> [WORK TO COMPLETE]:
Filter the records below and copy every line containing the word "OneOrMore".

Top of DATASET RECORDS

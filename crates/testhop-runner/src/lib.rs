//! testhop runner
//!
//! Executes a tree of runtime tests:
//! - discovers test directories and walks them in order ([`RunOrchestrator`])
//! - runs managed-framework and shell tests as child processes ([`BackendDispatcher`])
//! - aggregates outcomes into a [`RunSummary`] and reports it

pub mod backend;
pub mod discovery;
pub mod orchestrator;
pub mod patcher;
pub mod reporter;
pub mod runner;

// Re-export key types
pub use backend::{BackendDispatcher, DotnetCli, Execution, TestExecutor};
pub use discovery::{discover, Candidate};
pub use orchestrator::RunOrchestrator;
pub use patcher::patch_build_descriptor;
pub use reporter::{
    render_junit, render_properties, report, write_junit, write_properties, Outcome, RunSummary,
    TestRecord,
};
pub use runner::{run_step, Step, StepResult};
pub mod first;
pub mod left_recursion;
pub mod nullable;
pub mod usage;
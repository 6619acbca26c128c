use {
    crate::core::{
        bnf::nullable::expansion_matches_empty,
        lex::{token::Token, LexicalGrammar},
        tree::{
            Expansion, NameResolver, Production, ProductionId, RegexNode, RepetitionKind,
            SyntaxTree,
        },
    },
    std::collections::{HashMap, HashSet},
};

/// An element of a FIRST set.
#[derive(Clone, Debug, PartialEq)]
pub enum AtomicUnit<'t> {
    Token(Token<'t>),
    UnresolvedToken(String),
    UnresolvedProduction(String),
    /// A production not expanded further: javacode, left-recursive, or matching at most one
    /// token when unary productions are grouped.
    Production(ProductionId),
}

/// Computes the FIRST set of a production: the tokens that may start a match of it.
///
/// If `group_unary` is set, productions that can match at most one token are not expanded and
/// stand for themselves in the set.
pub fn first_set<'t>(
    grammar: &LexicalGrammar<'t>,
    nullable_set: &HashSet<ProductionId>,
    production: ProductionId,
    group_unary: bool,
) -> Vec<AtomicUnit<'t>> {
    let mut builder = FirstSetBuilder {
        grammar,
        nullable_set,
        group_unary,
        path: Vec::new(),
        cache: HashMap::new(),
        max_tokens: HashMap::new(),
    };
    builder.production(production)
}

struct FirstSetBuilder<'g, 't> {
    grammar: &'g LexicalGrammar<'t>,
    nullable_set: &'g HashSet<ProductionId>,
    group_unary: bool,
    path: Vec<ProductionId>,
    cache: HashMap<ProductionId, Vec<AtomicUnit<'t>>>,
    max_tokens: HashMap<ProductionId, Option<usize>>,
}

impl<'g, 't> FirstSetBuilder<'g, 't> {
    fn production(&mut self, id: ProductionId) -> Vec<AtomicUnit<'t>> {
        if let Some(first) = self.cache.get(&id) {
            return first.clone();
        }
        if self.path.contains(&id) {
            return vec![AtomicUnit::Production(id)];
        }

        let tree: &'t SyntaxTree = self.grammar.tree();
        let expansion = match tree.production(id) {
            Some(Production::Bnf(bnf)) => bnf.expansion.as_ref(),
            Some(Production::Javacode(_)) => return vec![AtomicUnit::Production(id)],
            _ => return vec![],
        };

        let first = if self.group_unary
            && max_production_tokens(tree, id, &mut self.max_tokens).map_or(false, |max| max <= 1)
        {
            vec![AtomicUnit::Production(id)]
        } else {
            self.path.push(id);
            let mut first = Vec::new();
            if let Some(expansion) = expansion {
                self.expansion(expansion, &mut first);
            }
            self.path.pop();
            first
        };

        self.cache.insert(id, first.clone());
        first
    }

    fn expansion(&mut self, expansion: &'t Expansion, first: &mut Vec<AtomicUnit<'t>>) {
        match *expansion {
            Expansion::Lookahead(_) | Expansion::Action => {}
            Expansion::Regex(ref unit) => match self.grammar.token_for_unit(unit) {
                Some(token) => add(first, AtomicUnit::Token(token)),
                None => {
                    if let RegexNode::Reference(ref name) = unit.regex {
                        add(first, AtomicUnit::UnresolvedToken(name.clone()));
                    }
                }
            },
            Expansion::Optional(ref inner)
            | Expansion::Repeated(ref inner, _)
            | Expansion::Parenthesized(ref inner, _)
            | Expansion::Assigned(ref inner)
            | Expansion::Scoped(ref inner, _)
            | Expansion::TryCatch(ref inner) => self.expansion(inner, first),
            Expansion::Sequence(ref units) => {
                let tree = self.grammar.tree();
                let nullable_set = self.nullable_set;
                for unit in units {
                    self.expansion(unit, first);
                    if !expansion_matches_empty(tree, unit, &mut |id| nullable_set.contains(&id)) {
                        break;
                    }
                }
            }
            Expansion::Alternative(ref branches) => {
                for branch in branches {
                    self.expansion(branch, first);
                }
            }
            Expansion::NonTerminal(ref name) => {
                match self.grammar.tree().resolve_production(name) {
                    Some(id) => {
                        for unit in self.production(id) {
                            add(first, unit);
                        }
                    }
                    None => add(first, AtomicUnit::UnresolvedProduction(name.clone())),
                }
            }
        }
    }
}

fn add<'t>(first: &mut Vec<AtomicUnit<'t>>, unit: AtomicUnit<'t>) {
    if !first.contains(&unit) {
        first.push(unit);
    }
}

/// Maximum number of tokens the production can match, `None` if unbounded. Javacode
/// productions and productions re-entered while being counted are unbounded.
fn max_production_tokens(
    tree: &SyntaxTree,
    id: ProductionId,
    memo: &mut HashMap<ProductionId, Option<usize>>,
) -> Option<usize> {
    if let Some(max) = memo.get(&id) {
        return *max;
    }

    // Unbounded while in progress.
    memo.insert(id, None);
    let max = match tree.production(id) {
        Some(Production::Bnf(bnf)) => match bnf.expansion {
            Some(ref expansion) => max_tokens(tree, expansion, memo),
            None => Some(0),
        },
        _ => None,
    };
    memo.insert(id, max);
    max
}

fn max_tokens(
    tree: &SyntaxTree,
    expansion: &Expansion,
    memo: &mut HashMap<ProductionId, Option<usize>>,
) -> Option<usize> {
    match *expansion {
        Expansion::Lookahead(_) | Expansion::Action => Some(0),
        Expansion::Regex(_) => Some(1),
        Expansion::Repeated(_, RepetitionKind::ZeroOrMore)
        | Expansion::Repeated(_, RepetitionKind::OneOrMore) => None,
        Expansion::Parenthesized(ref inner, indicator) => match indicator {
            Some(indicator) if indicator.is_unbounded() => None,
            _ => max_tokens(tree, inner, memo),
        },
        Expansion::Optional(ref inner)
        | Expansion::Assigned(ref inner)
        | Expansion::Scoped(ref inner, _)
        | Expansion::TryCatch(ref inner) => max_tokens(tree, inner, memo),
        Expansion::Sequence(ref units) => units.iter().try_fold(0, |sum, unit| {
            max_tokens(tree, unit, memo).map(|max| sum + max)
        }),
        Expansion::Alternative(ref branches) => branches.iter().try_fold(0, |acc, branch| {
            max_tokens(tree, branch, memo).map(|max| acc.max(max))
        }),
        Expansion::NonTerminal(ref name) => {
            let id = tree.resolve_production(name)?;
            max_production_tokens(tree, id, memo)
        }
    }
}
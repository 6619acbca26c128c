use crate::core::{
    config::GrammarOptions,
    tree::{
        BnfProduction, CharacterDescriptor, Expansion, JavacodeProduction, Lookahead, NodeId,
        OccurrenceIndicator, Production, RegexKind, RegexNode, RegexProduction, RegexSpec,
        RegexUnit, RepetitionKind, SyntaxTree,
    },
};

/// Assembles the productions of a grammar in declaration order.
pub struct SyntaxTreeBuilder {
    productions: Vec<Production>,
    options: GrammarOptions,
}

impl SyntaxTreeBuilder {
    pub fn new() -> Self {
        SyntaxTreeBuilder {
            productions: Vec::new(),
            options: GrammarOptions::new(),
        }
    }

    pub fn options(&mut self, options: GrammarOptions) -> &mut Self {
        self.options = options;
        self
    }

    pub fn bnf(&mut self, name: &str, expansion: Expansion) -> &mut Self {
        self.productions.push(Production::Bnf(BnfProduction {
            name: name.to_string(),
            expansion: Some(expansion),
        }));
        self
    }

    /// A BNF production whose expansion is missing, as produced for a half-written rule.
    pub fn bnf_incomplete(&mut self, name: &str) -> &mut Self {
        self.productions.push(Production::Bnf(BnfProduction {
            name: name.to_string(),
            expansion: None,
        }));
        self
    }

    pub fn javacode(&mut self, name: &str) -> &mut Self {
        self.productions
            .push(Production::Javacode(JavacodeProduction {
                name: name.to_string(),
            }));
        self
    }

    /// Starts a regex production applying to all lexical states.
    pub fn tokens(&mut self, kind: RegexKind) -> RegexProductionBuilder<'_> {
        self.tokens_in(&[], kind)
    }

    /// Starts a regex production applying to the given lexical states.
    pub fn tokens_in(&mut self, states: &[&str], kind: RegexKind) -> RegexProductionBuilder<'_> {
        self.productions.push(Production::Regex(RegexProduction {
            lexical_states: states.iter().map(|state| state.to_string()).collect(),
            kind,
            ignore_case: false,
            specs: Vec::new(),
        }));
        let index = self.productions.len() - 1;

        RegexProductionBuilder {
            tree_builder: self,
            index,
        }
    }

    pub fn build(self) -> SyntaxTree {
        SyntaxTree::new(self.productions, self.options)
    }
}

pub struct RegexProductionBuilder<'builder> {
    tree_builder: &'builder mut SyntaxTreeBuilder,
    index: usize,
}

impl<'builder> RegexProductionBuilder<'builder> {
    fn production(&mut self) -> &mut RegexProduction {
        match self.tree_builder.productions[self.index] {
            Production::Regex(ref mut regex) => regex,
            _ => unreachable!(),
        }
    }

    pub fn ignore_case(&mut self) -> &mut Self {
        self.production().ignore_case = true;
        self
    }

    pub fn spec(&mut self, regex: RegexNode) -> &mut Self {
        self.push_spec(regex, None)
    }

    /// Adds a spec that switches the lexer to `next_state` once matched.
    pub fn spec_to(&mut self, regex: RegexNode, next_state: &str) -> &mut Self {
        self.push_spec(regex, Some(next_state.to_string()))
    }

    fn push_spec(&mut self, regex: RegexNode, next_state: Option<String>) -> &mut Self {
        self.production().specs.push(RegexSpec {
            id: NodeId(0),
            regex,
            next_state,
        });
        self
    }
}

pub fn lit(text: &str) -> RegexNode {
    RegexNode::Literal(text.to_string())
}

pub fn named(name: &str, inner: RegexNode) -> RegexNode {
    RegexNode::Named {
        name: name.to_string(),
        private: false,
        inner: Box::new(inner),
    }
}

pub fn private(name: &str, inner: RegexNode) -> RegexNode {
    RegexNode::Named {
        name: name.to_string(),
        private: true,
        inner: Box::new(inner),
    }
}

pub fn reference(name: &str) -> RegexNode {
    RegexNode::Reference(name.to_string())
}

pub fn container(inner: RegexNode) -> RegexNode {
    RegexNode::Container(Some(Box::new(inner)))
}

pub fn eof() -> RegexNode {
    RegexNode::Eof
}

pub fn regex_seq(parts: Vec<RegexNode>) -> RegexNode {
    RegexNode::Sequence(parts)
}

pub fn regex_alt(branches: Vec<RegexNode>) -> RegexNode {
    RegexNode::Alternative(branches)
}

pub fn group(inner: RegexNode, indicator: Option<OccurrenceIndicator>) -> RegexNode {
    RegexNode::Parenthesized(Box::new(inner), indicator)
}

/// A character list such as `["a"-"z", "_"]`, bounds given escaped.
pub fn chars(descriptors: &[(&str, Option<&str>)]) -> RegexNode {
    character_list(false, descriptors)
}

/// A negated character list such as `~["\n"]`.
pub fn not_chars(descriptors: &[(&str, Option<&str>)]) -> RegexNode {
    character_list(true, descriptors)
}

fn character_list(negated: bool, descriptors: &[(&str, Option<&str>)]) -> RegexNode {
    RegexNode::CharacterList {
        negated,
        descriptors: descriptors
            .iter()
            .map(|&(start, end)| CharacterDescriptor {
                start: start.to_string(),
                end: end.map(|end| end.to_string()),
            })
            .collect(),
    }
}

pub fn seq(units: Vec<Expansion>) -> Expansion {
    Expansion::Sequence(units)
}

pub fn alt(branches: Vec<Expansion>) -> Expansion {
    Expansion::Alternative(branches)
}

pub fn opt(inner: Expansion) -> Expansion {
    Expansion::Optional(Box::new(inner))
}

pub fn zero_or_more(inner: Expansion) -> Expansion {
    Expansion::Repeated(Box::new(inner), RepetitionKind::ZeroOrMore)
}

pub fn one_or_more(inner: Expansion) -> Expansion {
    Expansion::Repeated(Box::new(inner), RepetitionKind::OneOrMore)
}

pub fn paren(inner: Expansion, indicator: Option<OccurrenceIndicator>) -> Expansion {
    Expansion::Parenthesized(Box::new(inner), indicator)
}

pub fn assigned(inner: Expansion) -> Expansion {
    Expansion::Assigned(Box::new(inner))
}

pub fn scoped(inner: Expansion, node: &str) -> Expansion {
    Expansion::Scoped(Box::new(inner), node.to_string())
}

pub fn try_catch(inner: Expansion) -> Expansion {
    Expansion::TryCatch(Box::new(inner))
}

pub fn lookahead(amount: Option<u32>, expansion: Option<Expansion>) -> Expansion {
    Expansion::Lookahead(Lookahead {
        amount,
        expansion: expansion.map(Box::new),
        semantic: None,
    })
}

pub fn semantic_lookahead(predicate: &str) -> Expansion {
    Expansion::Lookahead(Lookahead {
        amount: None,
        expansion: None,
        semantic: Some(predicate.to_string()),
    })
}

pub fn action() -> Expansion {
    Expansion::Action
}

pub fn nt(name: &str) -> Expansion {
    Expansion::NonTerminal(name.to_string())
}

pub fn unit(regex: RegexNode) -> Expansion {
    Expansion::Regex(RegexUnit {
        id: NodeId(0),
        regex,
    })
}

Bottom of DATASET RECORDS

> [SOLUTION TO THE EXERCISE]:
        | Expansion::Repeated(_, RepetitionKind::OneOrMore) => None,
    Expansion::Repeated(Box::new(inner), RepetitionKind::OneOrMore)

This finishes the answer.